In January a really big, really bad thing happened that I fought with and cried over and wanted to die from. It was earth-shattering unto my soul and my heart and my head. I looked at the situation unfairly and I spent my time dragging my feet, trying not to move on. I talked a good talk but I didn't always walk a good walk. My head wanted to be in the right place, but my heart wasn't ready for that yet.
This went on for months, too. I wasn't myself, and I didn't want to be. I also didn't really know how to be myself either. I had based so much of who I was on the relationship that I had been in, that I really did just forget how to be me. I kept trudging forward though, making baby steps that deep down I didn't want to make, but I knew I had to. I was holding on too tight to something that just needed to be let go.

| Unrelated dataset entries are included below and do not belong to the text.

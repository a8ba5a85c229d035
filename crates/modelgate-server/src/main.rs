mod cli;

use std::sync::Arc;
use std::time::Duration;

use anyhow::Result;
use clap::Parser;

use cli::{Cli, Command};
use modelgate_core::{observability, MemoryPool, Metrics};
use modelgate_server::{ModelRepository, RepositoryMonitor, SharedState};
use modelgate_workers::WorkerCatalog;

fn main() -> Result<()> {
    let cli = Cli::parse();

    match cli.command {
        Command::Serve {
            repository,
            log,
            no_load_existing,
            monitor,
            monitor_interval_ms,
        } => serve(
            repository,
            log,
            !no_load_existing,
            monitor,
            Duration::from_millis(monitor_interval_ms),
        ),
    }
}

fn serve(
    repository: String,
    log: String,
    load_existing: bool,
    monitor: bool,
    monitor_interval: Duration,
) -> Result<()> {
    observability::init_logging(&log);

    let pool = Arc::new(MemoryPool::new());
    let metrics = Arc::new(Metrics::new()?);
    let catalog = WorkerCatalog::with_defaults();
    let repository = ModelRepository::new(repository);

    let state = Arc::new(SharedState::new(catalog, repository, pool, metrics));

    if load_existing {
        let loaded = state.load_repository();
        tracing::info!(models = loaded.len(), "loaded repository models");
    }

    let _monitor = monitor.then(|| RepositoryMonitor::start(Arc::clone(&state), monitor_interval));

    tracing::info!(
        repository = %state.repository().path().display(),
        "modelgated running; front-end adapters attach via SharedState"
    );
    loop {
        std::thread::park();
    }
}
pub mod catalog;
pub mod echo;
pub mod echo_multi;

pub use catalog::*;
pub use echo::Echo;
pub use echo_multi::EchoMulti;
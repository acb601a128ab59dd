//! Handoff SDK - Rust Client Library
//!
//! Provides a convenient client for pushing and popping items on a Handoff daemon.
//!
//! # Example
//!
//! ```no_run
//! use handoff_sdk::HandoffClient;
//!
//! #[tokio::main]
//! async fn main() -> Result<(), Box<dyn std::error::Error>> {
//!     // Connect to daemon
//!     let client = HandoffClient::connect("http://127.0.0.1:9527").await?;
//!
//!     client.push("jobs", "user-42").await?;
//!
//!     // Wait up to one second for the next item
//!     if let Some(item) = client.pop_with_timeout("jobs", 1_000).await? {
//!         println!("Got {}", item);
//!     }
//!
//!     Ok(())
//! }
//! ```

mod client;
mod error;
mod types;

pub use client::HandoffClient;
pub use error::{Result, SdkError, VALIDATION_ERROR};
pub use types::{
    ClearResponse, ItemResponse, ListResponse, PushResponse, QueueStats, SizeResponse,
    StatsResponse,
};
//! RPC Error Types
//!
//! Maps application errors to JSON-RPC error codes.

use handoff_core::error::AppError;
use jsonrpsee::types::ErrorObjectOwned;

/// RPC Error Codes
pub mod code {
    pub const VALIDATION_ERROR: i32 = 4000;
    pub const INTERNAL_ERROR: i32 = 5000;
}

/// Convert AppError to JSON-RPC ErrorObject
pub fn to_rpc_error(err: AppError) -> ErrorObjectOwned {
    match err {
        AppError::Validation(msg) => {
            ErrorObjectOwned::owned(code::VALIDATION_ERROR, msg, None::<()>)
        }
        AppError::Config(msg) => ErrorObjectOwned::owned(code::INTERNAL_ERROR, msg, None::<()>),
        AppError::Internal(msg) => ErrorObjectOwned::owned(code::INTERNAL_ERROR, msg, None::<()>),
    }
}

On the plus side, I dropped fifteen pounds like it was no body's business.
Then before I knew it, it was summer time. I spent my days learning the subtle art of watercolor and cooking meals for PC. I still hadn't fully recovered, but I was happier with where I was in life. Except that I kept hoping things would right themselves the way I wanted them to. Yeah, that never happened. But I kept hoping. I would cross my fingers and wish on stars and I prayed about it a lot. But I kept finding out things that were being hidden from me, lies that I had been told, and looking back now I don't honestly understand why it is that I held on so long hoping things would change. Things would never change the way I thought they would. Life didn't go where I wanted it to.
The end of June I finished my class up and celebrated with friend by going to a party where I met Somebody-Very-Important. We flirted and talked and hung out all of July and when I got back from my trip to Honduras he wanted to make our relationship official. So I went with it. I really liked him. He was the first guy that had got my attention since my big split with PC and I liked the way I felt when I was with him. I liked the way treated me and how he spoke to me. And the fact that he paid for me whenever we went out didn't hurt his cause either. I had been so used to driving everywhere and paying for everything and being the rock in an unsteady relationship that it took a little bit of time for me to be comfortable with the new flow of things - but they were flowing the way that I wanted them to instead of feeling like I was swimming upstream all the time.

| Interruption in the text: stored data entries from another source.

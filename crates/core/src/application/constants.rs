// Queue constants (No magic values)

/// Default cap on a single item pushed through a host surface (1 MiB)
pub const DEFAULT_MAX_ITEM_BYTES: usize = 1024 * 1024;

/// Default cap on a blocking pop requested through a host surface (25s)
/// Kept below the SDK's default HTTP request timeout (30s)
pub const DEFAULT_MAX_POP_TIMEOUT_MS: i64 = 25_000;
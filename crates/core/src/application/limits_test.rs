//! Unit tests for request limits

use super::*;

#[test]
fn test_default_limits_are_valid() {
    assert!(RequestLimits::default().validate().is_ok());
}

#[test]
fn test_validate_zero_item_bytes() {
    let limits = RequestLimits {
        max_item_bytes: 0,
        ..Default::default()
    };

    let result = limits.validate();
    assert!(matches!(result, Err(AppError::Config(_))));
}

#[test]
fn test_validate_non_positive_timeout() {
    let limits = RequestLimits {
        max_pop_timeout_ms: 0,
        ..Default::default()
    };

    let result = limits.validate();
    assert!(result.unwrap_err().to_string().contains("must be positive"));
}

#[test]
fn test_check_item_too_large() {
    let limits = RequestLimits {
        max_item_bytes: 4,
        ..Default::default()
    };

    assert!(limits.check_item("abcd").is_ok());
    assert!(limits.check_item("").is_ok());

    let result = limits.check_item("abcde");
    assert!(result.unwrap_err().to_string().contains("too large"));
}

#[test]
fn test_clamp_timeout() {
    let limits = RequestLimits {
        max_pop_timeout_ms: 1_000,
        ..Default::default()
    };

    assert_eq!(limits.clamp_timeout(50), 50);
    assert_eq!(limits.clamp_timeout(5_000), 1_000);
    assert_eq!(limits.clamp_timeout(0), 0);
    assert_eq!(limits.clamp_timeout(-7), -7);
}
//! Daemon configuration from environment variables

use anyhow::{Context, Result};
use handoff_api_rpc::RpcServerConfig;
use handoff_core::application::RequestLimits;
use std::str::FromStr;

pub const ENV_RPC_HOST: &str = "HANDOFF_RPC_HOST";
pub const ENV_RPC_PORT: &str = "HANDOFF_RPC_PORT";
pub const ENV_MAX_POP_TIMEOUT_MS: &str = "HANDOFF_MAX_POP_TIMEOUT_MS";
pub const ENV_MAX_ITEM_BYTES: &str = "HANDOFF_MAX_ITEM_BYTES";
pub const ENV_LOG_FORMAT: &str = "HANDOFF_LOG_FORMAT";

#[derive(Debug, Clone, Copy, PartialEq, Eq)]
pub enum LogFormat {
    Pretty,
    Json,
}

/// Everything the daemon reads at startup
#[derive(Debug, Clone)]
pub struct DaemonConfig {
    pub rpc: RpcServerConfig,
    pub log_format: LogFormat,
}

impl DaemonConfig {
    pub fn from_env() -> Result<Self> {
        Self::from_lookup(|key| std::env::var(key).ok())
    }

    /// Build from any key lookup; unset keys fall back to defaults
    pub fn from_lookup(lookup: impl Fn(&str) -> Option<String>) -> Result<Self> {
        let defaults = RpcServerConfig::default();

        let limits = RequestLimits {
            max_item_bytes: parse_or(&lookup, ENV_MAX_ITEM_BYTES, defaults.limits.max_item_bytes)?,
            max_pop_timeout_ms: parse_or(
                &lookup,
                ENV_MAX_POP_TIMEOUT_MS,
                defaults.limits.max_pop_timeout_ms,
            )?,
        };
        limits.validate()?;

        let log_format = match lookup(ENV_LOG_FORMAT) {
            None => LogFormat::Pretty,
            Some(raw) => match raw.trim() {
                "pretty" => LogFormat::Pretty,
                "json" => LogFormat::Json,
                _ => anyhow::bail!("Invalid value for {}: {:?}", ENV_LOG_FORMAT, raw),
            },
        };

        Ok(Self {
            rpc: RpcServerConfig {
                host: lookup(ENV_RPC_HOST).unwrap_or(defaults.host),
                port: parse_or(&lookup, ENV_RPC_PORT, defaults.port)?,
                limits,
            },
            log_format,
        })
    }
}

fn parse_or<T>(lookup: &impl Fn(&str) -> Option<String>, key: &str, default: T) -> Result<T>
where
    T: FromStr,
    T::Err: std::error::Error + Send + Sync + 'static,
{
    match lookup(key) {
        Some(raw) => raw
            .trim()
            .parse()
            .with_context(|| format!("Invalid value for {}: {:?}", key, raw)),
        None => Ok(default),
    }
}
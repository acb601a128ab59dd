//! RPC Method Handlers
//!
//! Translates each JSON-RPC method into calls on the queue store.

use crate::error::to_rpc_error;
use crate::types::{
    ClearResponse, ItemResponse, ListResponse, PopRequest, PushRequest, PushResponse,
    QueueRequest, SizeResponse, StatsResponse,
};
use handoff_core::application::RequestLimits;
use handoff_core::error::AppError;
use handoff_core::port::QueueStore;
use jsonrpsee::types::ErrorObjectOwned;
use std::sync::Arc;
use tracing::debug;

/// RPC Handler with injected dependencies
pub struct RpcHandler {
    store: Arc<dyn QueueStore>,
    limits: RequestLimits,
    start_time: std::time::Instant,
}

impl RpcHandler {
    pub fn new(store: Arc<dyn QueueStore>, limits: RequestLimits) -> Self {
        Self {
            store,
            limits,
            start_time: std::time::Instant::now(),
        }
    }

    /// queue.push.v1
    pub async fn push(&self, params: PushRequest) -> Result<PushResponse, ErrorObjectOwned> {
        self.limits
            .check_item(&params.item)
            .map_err(to_rpc_error)?;

        let length = self.store.push(&params.queue, params.item);

        Ok(PushResponse {
            queue: params.queue,
            length,
        })
    }

    /// queue.pop.v1
    ///
    /// A positive timeout parks a blocking-pool thread, never an async worker.
    pub async fn pop(&self, params: PopRequest) -> Result<ItemResponse, ErrorObjectOwned> {
        let timeout_ms = self.limits.clamp_timeout(params.timeout_ms);

        let item = if timeout_ms <= 0 {
            self.store.pop(&params.queue)
        } else {
            debug!(queue = %params.queue, timeout_ms, "Blocking pop");
            let store = Arc::clone(&self.store);
            let queue = params.queue.clone();
            tokio::task::spawn_blocking(move || store.pop_with_timeout(&queue, timeout_ms))
                .await
                .map_err(|e| {
                    to_rpc_error(AppError::Internal(format!("Blocking pop failed: {}", e)))
                })?
        };

        Ok(ItemResponse {
            queue: params.queue,
            item,
        })
    }

    /// queue.peek.v1
    pub async fn peek(&self, params: QueueRequest) -> Result<ItemResponse, ErrorObjectOwned> {
        let item = self.store.peek(&params.queue);
        Ok(ItemResponse {
            queue: params.queue,
            item,
        })
    }

    /// queue.size.v1
    pub async fn size(&self, params: QueueRequest) -> Result<SizeResponse, ErrorObjectOwned> {
        let length = self.store.len(&params.queue);
        Ok(SizeResponse {
            queue: params.queue,
            length,
            is_empty: length == 0,
        })
    }

    /// queue.clear.v1
    pub async fn clear(&self, params: QueueRequest) -> Result<ClearResponse, ErrorObjectOwned> {
        let cleared = self.store.clear(&params.queue);
        debug!(queue = %params.queue, cleared, "Queue cleared");
        Ok(ClearResponse {
            queue: params.queue,
            cleared,
        })
    }

    /// queue.list.v1
    pub async fn list(&self) -> Result<ListResponse, ErrorObjectOwned> {
        Ok(ListResponse {
            queues: self.store.list_names(),
        })
    }

    /// admin.stats.v1
    pub async fn stats(&self) -> Result<StatsResponse, ErrorObjectOwned> {
        Ok(StatsResponse {
            queues: self.store.stats(),
            uptime_seconds: self.start_time.elapsed().as_secs() as i64,
        })
    }
}
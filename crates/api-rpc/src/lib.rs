//! JSON-RPC API Layer
//!
//! Exposes the named queues as a JSON-RPC 2.0 server for out-of-process workers.

pub mod error;
pub mod handler;
pub mod server;
pub mod types;

pub use server::{RpcServer, RpcServerConfig};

PC was still floating around in my life until the biggest lie I'd ever been told came to the surface. I found out things that I had thought would never happen to me - no, it couldn't be. I didn't want it to be that way. He had done some things behind my back that he told me he wasn't doing to my face and then he tried to blame me for finding out - telling me I had been too nosy, that he was only trying to be my friend and I wouldn't let him, when in fact it had been the other way around. And once this had all come out, I couldn't just sit there and let it roll over me like I had done in the past. This time I had to do something about it. PC was interfering with my relationship with Somebody-Very-Important and I had still not completely let him go.
So that's what I did. I shut off all communication with him. I wasn't friends with him on facebook, I didn't instant message him, and I quit answering his text messages. It took me a few weeks to get the courage to go pick up the stuff I had left at his apartment, and when I did that I made sure I didn't have to see him when I came over. It was only after I completely cut him out of my life that I was able to really move forward.

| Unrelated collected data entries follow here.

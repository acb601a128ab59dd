// Request Limits - host-facing guards in front of the queues
//
// The queues accept anything; remote callers go through these first.

use crate::application::constants::{DEFAULT_MAX_ITEM_BYTES, DEFAULT_MAX_POP_TIMEOUT_MS};
use crate::error::{AppError, Result};

/// Limits applied to requests arriving over a host surface
#[derive(Debug, Clone, Copy, PartialEq, Eq)]
pub struct RequestLimits {
    pub max_item_bytes: usize,
    pub max_pop_timeout_ms: i64,
}

impl Default for RequestLimits {
    fn default() -> Self {
        Self {
            max_item_bytes: DEFAULT_MAX_ITEM_BYTES,
            max_pop_timeout_ms: DEFAULT_MAX_POP_TIMEOUT_MS,
        }
    }
}

impl RequestLimits {
    /// Reject nonsensical limit values at startup
    pub fn validate(&self) -> Result<()> {
        if self.max_item_bytes == 0 {
            return Err(AppError::Config(
                "max_item_bytes must be greater than zero".to_string(),
            ));
        }
        if self.max_pop_timeout_ms <= 0 {
            return Err(AppError::Config(format!(
                "max_pop_timeout_ms must be positive (got {})",
                self.max_pop_timeout_ms
            )));
        }
        Ok(())
    }

    /// Check a pushed item against the size limit
    pub fn check_item(&self, item: &str) -> Result<()> {
        if item.len() > self.max_item_bytes {
            return Err(AppError::Validation(format!(
                "Item too large: {} bytes (max {})",
                item.len(),
                self.max_item_bytes
            )));
        }
        Ok(())
    }

    /// Bound a requested blocking pop; non-positive values pass through as "don't wait"
    pub fn clamp_timeout(&self, timeout_ms: i64) -> i64 {
        timeout_ms.min(self.max_pop_timeout_ms)
    }
}

#[cfg(test)]
#[path = "limits_test.rs"]
mod limits_test;
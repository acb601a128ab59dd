//! Handoff Daemon - Main Entry Point
//! Serves named blocking queues to out-of-process workers over JSON-RPC

mod config;

use anyhow::Result;
use std::sync::Arc;
use tracing::info;
use tracing_subscriber::{fmt, layer::SubscriberExt, util::SubscriberInitExt, EnvFilter};

use config::{DaemonConfig, LogFormat};
use handoff_api_rpc::RpcServer;
use handoff_core::port::QueueStore;
use handoff_core::QueueRegistry;

const VERSION: &str = env!("CARGO_PKG_VERSION");

#[tokio::main]
async fn main() -> Result<()> {
    // 1. Load configuration
    let config = DaemonConfig::from_env()?;

    // 2. Initialize logging
    let env_filter = EnvFilter::try_from_default_env().or_else(|_| {
        EnvFilter::try_new("handoff_core=info,handoff_api_rpc=info,handoff_daemon=info")
    })?;

    match config.log_format {
        LogFormat::Json => {
            // Production: JSON structured logging
            tracing_subscriber::registry()
                .with(env_filter)
                .with(fmt::layer().json())
                .init();
        }
        LogFormat::Pretty => {
            // Development: Pretty formatting with colors
            tracing_subscriber::registry()
                .with(env_filter)
                .with(fmt::layer().pretty())
                .init();
        }
    }

    info!("Handoff v{} starting...", VERSION);

    // 3. Setup dependencies (DI wiring): one registry for the whole process
    let store: Arc<dyn QueueStore> = Arc::new(QueueRegistry::new());

    // 4. Start JSON-RPC server
    let rpc_server = RpcServer::new(config.rpc, store.clone());
    let (addr, rpc_handle) = rpc_server
        .start()
        .await
        .map_err(|e| anyhow::anyhow!("RPC server start failed: {}", e))?;

    info!(addr = %addr, "✅ System ready. Waiting for workers...");
    info!("Press Ctrl+C to shutdown");

    // 5. Wait for shutdown signal
    tokio::signal::ctrl_c().await?;

    info!(
        queues = store.list_names().len(),
        "Shutdown signal received. Exiting gracefully..."
    );

    // 6. Graceful shutdown (queued items are dropped with the process)
    rpc_handle
        .stop()
        .map_err(|e| anyhow::anyhow!("RPC server stop failed: {}", e))?;
    rpc_handle.stopped().await;

    info!("Shutdown complete.");

    Ok(())
}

I learned how strong I can really be and I figured out who really cares about me. I decided about things that I do like and things that I don't. I don't worry about stepping on toes or making anybody mad. I do what I want, when I want, with who I want. I am myself. I've learned that it's okay to not like all of the same things that the person you are dating likes. I've learned that you don't have to be serious with someone to have fun with them. I've learned that this is my life and I get to do whatever I want with it.
I have a better relationship with Jesus now that I'm not in a toxic, suffocating relationship with someone who doesn't want to be with me. I got to take a missions trip to a foreign country. I have tried new things and I have met new people. So even though I absolutely detested the way this year started, the ending to 2011 is much better than I would have ever thought possible.
This December I am a happy 21 year old with loads of new friends and my own personality and my only resolution for 2012 is to keep exploring myself. I'm not going to expect anything from this next year and I'm not going to set any precedents, I'm just going to let 2012 be 2012 and see where life takes me. A lot is going to change for me this next year - I will move back in with my parents and graduate school and then after that I will just have to see where Jesus takes me. But I know that whatever happens I will always have God and a plethora of people who love me just the way I am even if I don't like myself.
So Happy New Year to all of you, may 2012 be exactly the year you need.